:: Requirement ::
Copy every record exactly.

"""

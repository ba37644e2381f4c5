//! Medical record handlers.

use axum::Json;
use axum::extract::{Path, State};
use axum::http::StatusCode;
use uuid::Uuid;

use clinic_auth::rbac::Permission;
use clinic_core::error::AppError;
use clinic_entity::medical_record::MedicalRecord;

use crate::dto::ApiResponse;
use crate::dto::request::MedicalRecordBody;
use crate::extractors::{AuthUser, ValidatedJson};
use crate::middleware::rbac::require_permission;
use crate::state::AppState;

/// GET /api/medical-records
pub async fn list_own(
    State(state): State<AppState>,
    auth: AuthUser,
) -> Result<Json<ApiResponse<Vec<MedicalRecord>>>, AppError> {
    let records = state.medical_record_service.list_own(&auth).await?;
    Ok(Json(ApiResponse::ok(records)))
}

/// GET /api/patients/{id}/medical-records
pub async fn list_for_patient(
    State(state): State<AppState>,
    auth: AuthUser,
    Path(patient_id): Path<Uuid>,
) -> Result<Json<ApiResponse<Vec<MedicalRecord>>>, AppError> {
    let records = state
        .medical_record_service
        .list_for_patient(&auth, patient_id)
        .await?;
    Ok(Json(ApiResponse::ok(records)))
}

/// POST /api/appointments/{id}/medical-record
pub async fn create(
    State(state): State<AppState>,
    auth: AuthUser,
    Path(appointment_id): Path<Uuid>,
    ValidatedJson(body): ValidatedJson<MedicalRecordBody>,
) -> Result<(StatusCode, Json<ApiResponse<MedicalRecord>>), AppError> {
    require_permission(&state, &auth, Permission::MedicalRecordWrite)?;
    let record = state
        .medical_record_service
        .create(&auth, appointment_id, body.into())
        .await?;
    Ok((StatusCode::CREATED, Json(ApiResponse::ok(record))))
}
//! Rows of the `jobs` table.

use chrono::{DateTime, Utc};
use serde::{Deserialize, Serialize};
use sqlx::FromRow;
use uuid::Uuid;

use super::payload::JobPayload;
use super::status::{JobPriority, JobStatus};

/// One unit of queued work, such as a notification delivery or a calendar sync.
#[derive(Debug, Clone, Serialize, Deserialize, FromRow)]
pub struct Job {
    pub id: Uuid,
    /// Handler name; matches the `job_type` tag of [`JobPayload`].
    pub job_type: String,
    pub queue: String,
    pub priority: JobPriority,
    /// The serialized [`JobPayload`].
    pub payload: serde_json::Value,
    pub result: Option<serde_json::Value>,
    pub error_message: Option<String>,
    pub status: JobStatus,
    /// Attempts started so far, including the running one.
    pub attempts: i32,
    pub max_attempts: i32,
    /// Not claimable before this instant. Pushed forward on each retry.
    pub scheduled_at: DateTime<Utc>,
    pub started_at: Option<DateTime<Utc>>,
    pub completed_at: Option<DateTime<Utc>>,
    pub worker_id: Option<String>,
    pub created_at: DateTime<Utc>,
    pub updated_at: DateTime<Utc>,
}

impl Job {
    /// Whether a transient failure may be retried.
    pub fn can_retry(&self) -> bool {
        self.attempts < self.max_attempts
    }
}

/// Insert payload for [`Job`].
#[derive(Debug, Clone, Serialize, Deserialize)]
pub struct CreateJob {
    pub job_type: String,
    pub queue: String,
    pub priority: JobPriority,
    pub payload: serde_json::Value,
    pub max_attempts: i32,
    /// Defaults to now.
    pub scheduled_at: Option<DateTime<Utc>>,
}

impl CreateJob {
    /// A job runnable immediately, routed by `payload` to its type and queue.
    pub fn from_payload(
        payload: &JobPayload,
        priority: JobPriority,
        max_attempts: i32,
    ) -> Result<Self, serde_json::Error> {
        Ok(Self {
            job_type: payload.job_type().to_string(),
            queue: payload.queue().to_string(),
            priority,
            payload: serde_json::to_value(payload)?,
            max_attempts,
            scheduled_at: None,
        })
    }
}

#[cfg(test)]
mod tests {
    use super::*;

    #[test]
    fn test_from_payload_routes_by_job_type() {
        let payload = JobPayload::CalendarSync { year: Some(2025) };
        let job = CreateJob::from_payload(&payload, JobPriority::Low, 1).unwrap();

        assert_eq!(job.job_type, "calendar_sync");
        assert_eq!(job.queue, payload.queue());
        assert_eq!(job.payload["year"], 2025);
        assert!(job.scheduled_at.is_none());
    }
}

"""

:: Solution to the problem ::
repository ba37644e2381f4c5
//! Medical record handlers.

use axum::Json;
use axum::extract::{Path, State};
use axum::http::StatusCode;
use uuid::Uuid;

use clinic_auth::rbac::Permission;
use clinic_core::error::AppError;
use clinic_entity::medical_record::MedicalRecord;

use crate::dto::ApiResponse;
use crate::dto::request::MedicalRecordBody;
use crate::extractors::{AuthUser, ValidatedJson};
use crate::middleware::rbac::require_permission;
use crate::state::AppState;

/// GET /api/medical-records
pub async fn list_own(
    State(state): State<AppState>,
    auth: AuthUser,
) -> Result<Json<ApiResponse<Vec<MedicalRecord>>>, AppError> {
    let records = state.medical_record_service.list_own(&auth).await?;
    Ok(Json(ApiResponse::ok(records)))
}

/// GET /api/patients/{id}/medical-records
pub async fn list_for_patient(
    State(state): State<AppState>,
    auth: AuthUser,
    Path(patient_id): Path<Uuid>,
) -> Result<Json<ApiResponse<Vec<MedicalRecord>>>, AppError> {
    let records = state
        .medical_record_service
        .list_for_patient(&auth, patient_id)
        .await?;
    Ok(Json(ApiResponse::ok(records)))
}

/// POST /api/appointments/{id}/medical-record
pub async fn create(
    State(state): State<AppState>,
    auth: AuthUser,
    Path(appointment_id): Path<Uuid>,
    ValidatedJson(body): ValidatedJson<MedicalRecordBody>,
) -> Result<(StatusCode, Json<ApiResponse<MedicalRecord>>), AppError> {
    require_permission(&state, &auth, Permission::MedicalRecordWrite)?;
    let record = state
        .medical_record_service
        .create(&auth, appointment_id, body.into())
        .await?;
    Ok((StatusCode::CREATED, Json(ApiResponse::ok(record))))
}
//! Rows of the `jobs` table.

use chrono::{DateTime, Utc};
use serde::{Deserialize, Serialize};
use sqlx::FromRow;
use uuid::Uuid;

use super::payload::JobPayload;
use super::status::{JobPriority, JobStatus};

/// One unit of queued work, such as a notification delivery or a calendar sync.
#[derive(Debug, Clone, Serialize, Deserialize, FromRow)]
pub struct Job {
    pub id: Uuid,
    /// Handler name; matches the `job_type` tag of [`JobPayload`].
    pub job_type: String,
    pub queue: String,
    pub priority: JobPriority,
    /// The serialized [`JobPayload`].
    pub payload: serde_json::Value,
    pub result: Option<serde_json::Value>,
    pub error_message: Option<String>,
    pub status: JobStatus,
    /// Attempts started so far, including the running one.
    pub attempts: i32,
    pub max_attempts: i32,
    /// Not claimable before this instant. Pushed forward on each retry.
    pub scheduled_at: DateTime<Utc>,
    pub started_at: Option<DateTime<Utc>>,
    pub completed_at: Option<DateTime<Utc>>,
    pub worker_id: Option<String>,
    pub created_at: DateTime<Utc>,
    pub updated_at: DateTime<Utc>,
}

impl Job {
    /// Whether a transient failure may be retried.
    pub fn can_retry(&self) -> bool {
        self.attempts < self.max_attempts
    }
}

/// Insert payload for [`Job`].
#[derive(Debug, Clone, Serialize, Deserialize)]
pub struct CreateJob {
    pub job_type: String,
    pub queue: String,
    pub priority: JobPriority,
    pub payload: serde_json::Value,
    pub max_attempts: i32,
    /// Defaults to now.
    pub scheduled_at: Option<DateTime<Utc>>,
}

impl CreateJob {
    /// A job runnable immediately, routed by `payload` to its type and queue.
    pub fn from_payload(
        payload: &JobPayload,
        priority: JobPriority,
        max_attempts: i32,
    ) -> Result<Self, serde_json::Error> {
        Ok(Self {
            job_type: payload.job_type().to_string(),
            queue: payload.queue().to_string(),
            priority,
            payload: serde_json::to_value(payload)?,
            max_attempts,
            scheduled_at: None,
        })
    }
}

#[cfg(test)]
mod tests {
    use super::*;

    #[test]
    fn test_from_payload_routes_by_job_type() {
        let payload = JobPayload::CalendarSync { year: Some(2025) };
        let job = CreateJob::from_payload(&payload, JobPriority::Low, 1).unwrap();

        assert_eq!(job.job_type, "calendar_sync");
        assert_eq!(job.queue, payload.queue());
        assert_eq!(job.payload["year"], 2025);
        assert!(job.scheduled_at.is_none());
    }
}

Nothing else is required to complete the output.